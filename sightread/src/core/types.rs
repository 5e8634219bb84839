//! Shared deterministic types for exercise selection.
//!
//! These types carry no I/O. A [`Catalog`] is built once (usually by
//! [`crate::io::catalog::load_catalog`]) and only read afterwards.

use chrono::NaiveDate;
use serde::Serialize;

/// Number identifying one sight-reading exercise.
pub type ExerciseNumber = u32;

/// Number returned by every selector when the catalog is empty.
pub const FALLBACK_EXERCISE: ExerciseNumber = 1;

/// Sorted, duplicate-free list of exercise numbers present on disk.
#[derive(Debug, Clone, Default, PartialEq, Eq)]
pub struct Catalog {
    numbers: Vec<ExerciseNumber>,
}

impl Catalog {
    /// Build a catalog from arbitrary numbers; sorts ascending and drops duplicates.
    pub fn new(numbers: impl IntoIterator<Item = ExerciseNumber>) -> Self {
        let mut numbers: Vec<ExerciseNumber> = numbers.into_iter().collect();
        numbers.sort_unstable();
        numbers.dedup();
        Self { numbers }
    }

    pub fn as_slice(&self) -> &[ExerciseNumber] {
        &self.numbers
    }

    pub fn len(&self) -> usize {
        self.numbers.len()
    }

    pub fn is_empty(&self) -> bool {
        self.numbers.is_empty()
    }

    pub fn first(&self) -> Option<ExerciseNumber> {
        self.numbers.first().copied()
    }

    /// Position of `number` in the catalog, if present.
    pub fn position(&self, number: ExerciseNumber) -> Option<usize> {
        self.numbers.binary_search(&number).ok()
    }

    pub fn contains(&self, number: ExerciseNumber) -> bool {
        self.position(number).is_some()
    }

    /// Smallest and largest exercise number, or `None` when empty.
    pub fn range(&self) -> Option<(ExerciseNumber, ExerciseNumber)> {
        match (self.numbers.first(), self.numbers.last()) {
            (Some(min), Some(max)) => Some((*min, *max)),
            _ => None,
        }
    }
}

impl FromIterator<ExerciseNumber> for Catalog {
    fn from_iter<I: IntoIterator<Item = ExerciseNumber>>(iter: I) -> Self {
        Self::new(iter)
    }
}

/// Metadata handed to the client for rendering one exercise.
#[derive(Debug, Clone, PartialEq, Eq, Serialize)]
#[serde(rename_all = "camelCase")]
pub struct Piece {
    pub piece_number: ExerciseNumber,
    pub image_url: String,
    pub title: String,
    pub date: String,
    pub has_scoring: bool,
}

impl Piece {
    /// Describe `number` as served on `date`.
    ///
    /// `has_scoring` reflects whether the notation file for `number` is
    /// actually in the catalog; it is only false for the empty-catalog fallback.
    pub fn describe(catalog: &Catalog, number: ExerciseNumber, date: NaiveDate) -> Self {
        Self {
            piece_number: number,
            image_url: image_url(number),
            title: format!("Exercise No. {number}"),
            date: date.format("%Y-%m-%d").to_string(),
            has_scoring: catalog.contains(number),
        }
    }
}

/// Public URL of the rendered score image for `number`.
pub fn image_url(number: ExerciseNumber) -> String {
    format!("/images/{}", image_file_name(number))
}

/// File name of the rendered score image for `number`.
pub fn image_file_name(number: ExerciseNumber) -> String {
    format!("exercise_{number}.png")
}
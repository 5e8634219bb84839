//! Shared application state for the exercise server.

use std::path::PathBuf;
use std::sync::Arc;

use sightread::core::types::Catalog;

/// Shared state accessible from all request handlers.
#[derive(Clone)]
pub struct AppState {
    /// Exercise catalog scanned once at startup; never mutated afterwards.
    pub catalog: Arc<Catalog>,
}

impl AppState {
    pub fn new(catalog: Catalog) -> Self {
        Self {
            catalog: Arc::new(catalog),
        }
    }
}

/// Filesystem layout served by the static handlers.
#[derive(Debug, Clone)]
pub struct AssetDirs {
    /// Root of the public site (`index.html`, scripts, stylesheets, `images/`).
    pub public_dir: PathBuf,
    /// Directory of `exercise_<N>.mxl` files, served under `/musicxml`.
    pub musicxml_dir: PathBuf,
}

impl AssetDirs {
    /// Path to the rendered score images.
    pub fn images_dir(&self) -> PathBuf {
        self.public_dir.join("images")
    }

    /// Path to the HTML entry page.
    pub fn index_path(&self) -> PathBuf {
        self.public_dir.join("index.html")
    }
}
//! Stable exit codes for `sightread` CLI commands.

/// Command succeeded.
pub const OK: i32 = 0;
/// Command failed (unreadable directory, bad arguments, serialization error).
pub const INVALID: i32 = 1;
/// `sightread check` found catalog entries without a rendered image.
pub const MISSING_IMAGES: i32 = 2;
//! Deterministic, pure logic for exercise selection.
//!
//! Core modules must be free of I/O side effects. They operate on an
//! in-memory [`types::Catalog`] and return deterministic outputs (apart from
//! the random draw and the clock read in [`selector::today`]).

pub mod selector;
pub mod types;
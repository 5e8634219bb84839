//! Tracing setup shared by the CLI and the server.
//!
//! Diagnostics go to stderr and are controlled by `RUST_LOG`; command output
//! on stdout is unaffected.

use tracing_subscriber::{EnvFilter, fmt, layer::SubscriberExt, util::SubscriberInitExt};

/// Initialize the tracing subscriber.
///
/// Reads `RUST_LOG`. Falls back to `default_directive` if unset or invalid.
///
/// # Example
/// ```bash
/// RUST_LOG=sightread=debug sightread list
/// ```
pub fn init(default_directive: &str) {
    let filter = EnvFilter::try_from_default_env()
        .unwrap_or_else(|_| EnvFilter::new(default_directive));

    tracing_subscriber::registry()
        .with(filter)
        .with(fmt::layer().with_writer(std::io::stderr).compact())
        .init();
}
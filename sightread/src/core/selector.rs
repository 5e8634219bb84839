//! Exercise selection over a [`Catalog`].
//!
//! Every selector returns [`FALLBACK_EXERCISE`] when the catalog is empty.
//! Navigation from a number that is not in the catalog restarts at the first
//! exercise instead of failing.

use chrono::{Local, NaiveDate};
use rand::Rng;
use rand::seq::SliceRandom;

use crate::core::types::{Catalog, ExerciseNumber, FALLBACK_EXERCISE};

/// Day zero of the daily rotation.
pub fn epoch() -> NaiveDate {
    NaiveDate::from_ymd_opt(2025, 1, 1).unwrap_or(NaiveDate::MIN)
}

/// Whole calendar days from `epoch` to `date` (negative before the epoch).
pub fn day_index(date: NaiveDate, epoch: NaiveDate) -> i64 {
    date.signed_duration_since(epoch).num_days()
}

/// Exercise of the day for a given calendar date.
pub fn for_date(catalog: &Catalog, date: NaiveDate) -> ExerciseNumber {
    let numbers = catalog.as_slice();
    if numbers.is_empty() {
        return FALLBACK_EXERCISE;
    }
    let index = day_index(date, epoch()).rem_euclid(numbers.len() as i64);
    numbers[index as usize]
}

/// Exercise of the day for the local current date.
pub fn today(catalog: &Catalog) -> ExerciseNumber {
    for_date(catalog, Local::now().date_naive())
}

/// Uniform draw from the catalog using `rng`.
pub fn random_with<R: Rng + ?Sized>(catalog: &Catalog, rng: &mut R) -> ExerciseNumber {
    catalog
        .as_slice()
        .choose(rng)
        .copied()
        .unwrap_or(FALLBACK_EXERCISE)
}

/// Uniform draw from the catalog using the thread-local RNG.
pub fn random(catalog: &Catalog) -> ExerciseNumber {
    random_with(catalog, &mut rand::thread_rng())
}

/// Where navigation restarts: the lowest exercise number.
pub fn first(catalog: &Catalog) -> ExerciseNumber {
    catalog.first().unwrap_or(FALLBACK_EXERCISE)
}

/// Exercise after `current`, wrapping from the last to the first.
pub fn next(catalog: &Catalog, current: ExerciseNumber) -> ExerciseNumber {
    let numbers = catalog.as_slice();
    match catalog.position(current) {
        Some(index) => numbers[(index + 1) % numbers.len()],
        None => first(catalog),
    }
}

/// Exercise before `current`, wrapping from the first to the last.
pub fn previous(catalog: &Catalog, current: ExerciseNumber) -> ExerciseNumber {
    let numbers = catalog.as_slice();
    match catalog.position(current) {
        Some(0) => numbers[numbers.len() - 1],
        Some(index) => numbers[index - 1],
        None => first(catalog),
    }
}

pub fn is_available(catalog: &Catalog, number: ExerciseNumber) -> bool {
    catalog.contains(number)
}
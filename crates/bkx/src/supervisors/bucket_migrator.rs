//! 📦 BucketMigrator: list one bucket, push every object through the workers, add it all up.
//!
//! With the default single worker this is the plain sequential loop: listing order,
//! one object fully done before the next one starts. More workers share one bounded
//! channel; each object still lives its whole download-upload-cleanup life in one worker.
//! No rollback: what already landed stays landed.

use std::sync::Arc;

use tracing::{error, info, warn};

use super::workers::{TransferWorker, Worker};
use crate::app_config::RuntimeConfig;
use crate::common::{BucketJob, RunSummary};
use crate::lister::Lister;
use crate::progress::{BucketProgress, format_bytes, format_number};
use crate::staging::StagingArea;
use crate::transfer::Transfer;

#[derive(Debug)]
pub(in crate::supervisors) struct BucketMigrator {
    lister: Lister,
    transfer: Transfer,
    runtime: RuntimeConfig,
}

impl BucketMigrator {
    pub(in crate::supervisors) fn new(lister: Lister, transfer: Transfer, runtime: RuntimeConfig) -> Self {
        Self {
            lister,
            transfer,
            runtime,
        }
    }

    /// 🪣 Migrates every object of `bucket`, returning its `{total, success, failed}`.
    ///
    /// Never fails as a whole: listing, staging, and transfer problems all end up as
    /// warnings or failed counts.
    pub(in crate::supervisors) async fn migrate_bucket(
        &self,
        bucket: &str,
        staging: &StagingArea,
    ) -> RunSummary {
        info!("📦 Migrating bucket '{}'", bucket);
        info!("📋 Listing objects in the source project...");
        let job = BucketJob::new(bucket, self.lister.list(bucket).await);

        if job.is_empty() {
            info!("ℹ️ No objects found in '{}'", bucket);
            return RunSummary::default();
        }

        let listed = job.objects.len();
        info!(
            "📊 Found {} objects ({}) in '{}'",
            format_number(listed as u64),
            format_bytes(job.total_bytes()),
            bucket
        );

        // -- 📁 if this fails, every object fails at its own stage step and gets counted there
        if let Err(err) = staging.ensure_bucket_dir(bucket).await {
            warn!("⚠️ {:#}", err);
        }

        let progress = Arc::new(BucketProgress::new(bucket, listed as u64, job.total_bytes()));
        let (tx, rx) = async_channel::bounded(self.runtime.queue_capacity.max(1));
        let bucket_name: Arc<str> = Arc::from(bucket);
        let workers = self.runtime.transfer_parallelism.clamp(1, listed);

        let handles: Vec<_> = (0..workers)
            .map(|id| {
                TransferWorker::new(
                    id,
                    bucket_name.clone(),
                    listed,
                    rx.clone(),
                    self.transfer.clone(),
                    progress.clone(),
                )
                .start()
            })
            .collect();
        // -- 🔒 only the workers hold receivers now; if they all die, send() starts failing
        drop(rx);

        for (index, record) in job.objects.into_iter().enumerate() {
            if tx.send((index + 1, record)).await.is_err() {
                error!("💀 every transfer worker for '{}' is gone; stopping the feed", bucket);
                break;
            }
        }
        drop(tx);

        let mut summary = RunSummary::default();
        let mut lost_a_worker = false;
        for joined in futures::future::join_all(handles).await {
            match joined {
                Ok(worker_summary) => summary += worker_summary,
                Err(err) => {
                    error!("💀 a transfer worker for '{}' died: {}", bucket, err);
                    lost_a_worker = true;
                }
            }
        }
        // -- 🧮 a dead worker's tally died with it; the shared counters still have its outcomes
        if lost_a_worker {
            summary = progress.snapshot();
        }

        // -- 💀 objects that never got an outcome still count, as failures
        let unaccounted = (listed as u64).saturating_sub(summary.total);
        if unaccounted > 0 {
            error!(
                "💀 {} objects in '{}' have no outcome; counting them as failed",
                unaccounted, bucket
            );
            summary.total += unaccounted;
            summary.failed += unaccounted;
        }

        progress.finish(&summary);
        summary
    }
}
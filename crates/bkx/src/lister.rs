//! 📋 Lister: turns a bucket's folder hierarchy into one flat list of objects.
//!
//! 🎬 *[a bucket. folders inside folders inside folders. somewhere at the bottom, a PDF.]*
//!
//! The listing API only answers one folder at a time, and marks sub-folders with a `null` id.
//! The walk is depth-first in listing order: a folder's contents come out right where the
//! folder sat, before its later siblings. No recursion though. Each open folder is a frame on
//! an explicit stack, so a pathological nesting depth costs heap, not stack frames.
//!
//! 💀 Failure policy: a folder that won't list gets a warning and contributes nothing.
//! The walk carries on with everything else. No retries.

use std::sync::Arc;

use tracing::{debug, warn};

use crate::app_config::ListingConfig;
use crate::backends::{ListEntry, ListRequest, ObjectStore, StoreBackend};
use crate::common::{ObjectRecord, join_prefix};

// -- 🛑 hard stop for a folder whose pages never come back short
const MAX_PAGES_PER_FOLDER: usize = 10_000;

#[derive(Debug, Clone)]
pub struct Lister {
    store: Arc<StoreBackend>,
    config: ListingConfig,
}

/// 📂 One open folder: where it lives and what's still left to look at.
struct Frame {
    prefix: String,
    entries: std::vec::IntoIter<ListEntry>,
}

impl Lister {
    pub fn new(store: Arc<StoreBackend>, config: ListingConfig) -> Self {
        Self { store, config }
    }

    /// 🗂️ Every object in `bucket`, with paths relative to the bucket root.
    ///
    /// Empty bucket → empty vec. Folders never show up as records, empty or not.
    pub async fn list(&self, bucket: &str) -> Vec<ObjectRecord> {
        let mut records = Vec::new();
        let mut stack = vec![Frame {
            prefix: String::new(),
            entries: self.list_folder(bucket, "").await.into_iter(),
        }];

        while let Some(frame) = stack.last_mut() {
            let Some(entry) = frame.entries.next() else {
                stack.pop();
                continue;
            };
            if entry.name.is_empty() {
                continue;
            }
            if entry.is_folder() {
                let prefix = join_prefix(&frame.prefix, &entry.name);
                let entries = self.list_folder(bucket, &prefix).await.into_iter();
                stack.push(Frame { prefix, entries });
            } else {
                records.push(ObjectRecord::new(&frame.prefix, &entry.name, entry.size_bytes()));
            }
        }

        debug!("📋 '{}' listed: {} objects", bucket, records.len());
        records
    }

    /// 📄 All pages of one folder, in order. Whatever arrived before a failure is kept.
    async fn list_folder(&self, bucket: &str, prefix: &str) -> Vec<ListEntry> {
        // -- 🔢 a zero page size would ask for nothing forever
        let limit = self.config.page_size.max(1);
        let mut entries = Vec::new();
        let mut offset = 0;
        let mut previous_first: Option<String> = None;

        for _ in 0..MAX_PAGES_PER_FOLDER {
            let request = ListRequest {
                prefix: prefix.to_string(),
                limit,
                offset,
            };
            let page = match self.store.list_page(bucket, &request).await {
                Ok(page) => page,
                Err(err) => {
                    warn!("⚠️ could not list '{}/{}': {:#}", bucket, prefix, err);
                    return entries;
                }
            };
            let page_len = page.len();
            let first = page.first().map(|entry| entry.name.clone());

            // -- 🔁 same first entry as last time: the server isn't honoring `offset`
            if first.is_some() && first == previous_first {
                warn!(
                    "⚠️ '{}/{}' served the same page again at offset {}; the server ignores offsets, \
                     keeping the {} entries seen so far",
                    bucket,
                    prefix,
                    offset,
                    entries.len()
                );
                return entries;
            }
            entries.extend(page);

            // -- 📄 a short page is the last page
            if !self.config.follow_pagination || page_len < limit {
                return entries;
            }
            offset += page_len;
            previous_first = first;
        }

        warn!(
            "⚠️ '{}/{}' still had more after {} pages; listing stops here",
            bucket, prefix, MAX_PAGES_PER_FOLDER
        );
        entries
    }
}
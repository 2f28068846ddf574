//! 🔌 Backends, where the real I/O happens.
//!
//! 🚰 One object store pours the bytes, the other slurps them up. Same trait on both
//! ends; the only difference is which credential we hand it and which direction we point it.
//!
//! 🎭 This module is the casting agency. Need a real hosted storage API over HTTP?
//! Need a map in RAM that fails on command for a test? We've got a backend for that.
//!
//! 🦆 The duck is here because every file must have one. This is law.

use anyhow::Result;
use async_trait::async_trait;
use serde::Deserialize;

pub mod in_mem;
pub mod storage_api;

pub use in_mem::InMemoryStore;
pub use storage_api::StorageApi;

/// 📋 One listing call: which folder, how many entries, starting where.
#[derive(Debug, Clone, Default, PartialEq, Eq)]
pub struct ListRequest {
    /// 🗺️ Folder path, no leading or trailing slash. Empty = bucket root.
    pub prefix: String,
    pub limit: usize,
    pub offset: usize,
}

/// 📄 One raw entry from a listing page.
///
/// The discriminator is `id`: `None` means "this is a folder, go look inside",
/// `Some` means "this is a real object with real bytes".
#[derive(Debug, Clone, Deserialize, PartialEq, Eq)]
pub struct ListEntry {
    #[serde(default)]
    pub name: String,
    #[serde(default)]
    pub id: Option<String>,
    #[serde(default)]
    pub metadata: Option<EntryMetadata>,
}

#[derive(Debug, Clone, Default, Deserialize, PartialEq, Eq)]
pub struct EntryMetadata {
    #[serde(default)]
    pub size: Option<u64>,
}

impl ListEntry {
    pub fn is_folder(&self) -> bool {
        self.id.is_none()
    }

    /// 📏 Size from metadata, 0 when the store kept it to itself.
    pub fn size_bytes(&self) -> u64 {
        self.metadata.as_ref().and_then(|m| m.size).unwrap_or(0)
    }
}

/// 🪣 An object store we can list, read from, and write to.
///
/// # Contract 📜
/// - `list_page` returns one page of entries directly under `request.prefix`.
///   Non-success and transport errors come back as `Err`. No retries in here.
/// - `download` returns the full object body or `Err`.
/// - `upload` writes (and overwrites) the object or returns `Err`.
/// - Implementations are shared across transfer workers, hence `Send + Sync` and `&self`.
#[async_trait]
pub trait ObjectStore: std::fmt::Debug + Send + Sync {
    async fn list_page(&self, bucket: &str, request: &ListRequest) -> Result<Vec<ListEntry>>;
    async fn download(&self, bucket: &str, path: &str) -> Result<Vec<u8>>;
    async fn upload(&self, bucket: &str, path: &str, bytes: Vec<u8>) -> Result<()>;
}

/// 🎭 The many faces of an object store, a polymorphic casting call.
///
/// Callers never need to know (or care) whether the bytes come from a hosted project
/// on the other side of the planet or a `BTreeMap` three stack frames away.
/// Ancient proverb: "He who hardcodes the backend, migrates only once."
#[derive(Debug)]
pub enum StoreBackend {
    Http(StorageApi),
    InMemory(InMemoryStore),
}

#[async_trait]
impl ObjectStore for StoreBackend {
    async fn list_page(&self, bucket: &str, request: &ListRequest) -> Result<Vec<ListEntry>> {
        match self {
            StoreBackend::Http(s) => s.list_page(bucket, request).await,
            StoreBackend::InMemory(s) => s.list_page(bucket, request).await,
        }
    }

    async fn download(&self, bucket: &str, path: &str) -> Result<Vec<u8>> {
        match self {
            StoreBackend::Http(s) => s.download(bucket, path).await,
            StoreBackend::InMemory(s) => s.download(bucket, path).await,
        }
    }

    async fn upload(&self, bucket: &str, path: &str, bytes: Vec<u8>) -> Result<()> {
        match self {
            StoreBackend::Http(s) => s.upload(bucket, path, bytes).await,
            StoreBackend::InMemory(s) => s.upload(bucket, path, bytes).await,
        }
    }
}

#[cfg(test)]
mod tests {
    use super::*;

    #[test]
    fn the_one_where_null_ids_are_folders() {
        let entries: Vec<ListEntry> = serde_json::from_str(
            r#"[
                {"name": "folder", "id": null, "metadata": null},
                {"name": "a.pdf", "id": "0b1c", "metadata": {"size": 1024, "mimetype": "application/pdf"}},
                {"name": "nosize.bin", "id": "9f"}
            ]"#,
        )
        .expect("💀 listing JSON should parse");

        assert!(entries[0].is_folder());
        assert_eq!(entries[0].size_bytes(), 0);
        assert!(!entries[1].is_folder());
        assert_eq!(entries[1].size_bytes(), 1024);
        assert_eq!(entries[2].size_bytes(), 0);
    }
}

────────────────

### Work order
Search the entries above for the string "limit", and report each line where it occurs.

### Result below
        let limit = self.config.page_size.max(1);
                limit,
            if !self.config.follow_pagination || page_len < limit {
    pub limit: usize,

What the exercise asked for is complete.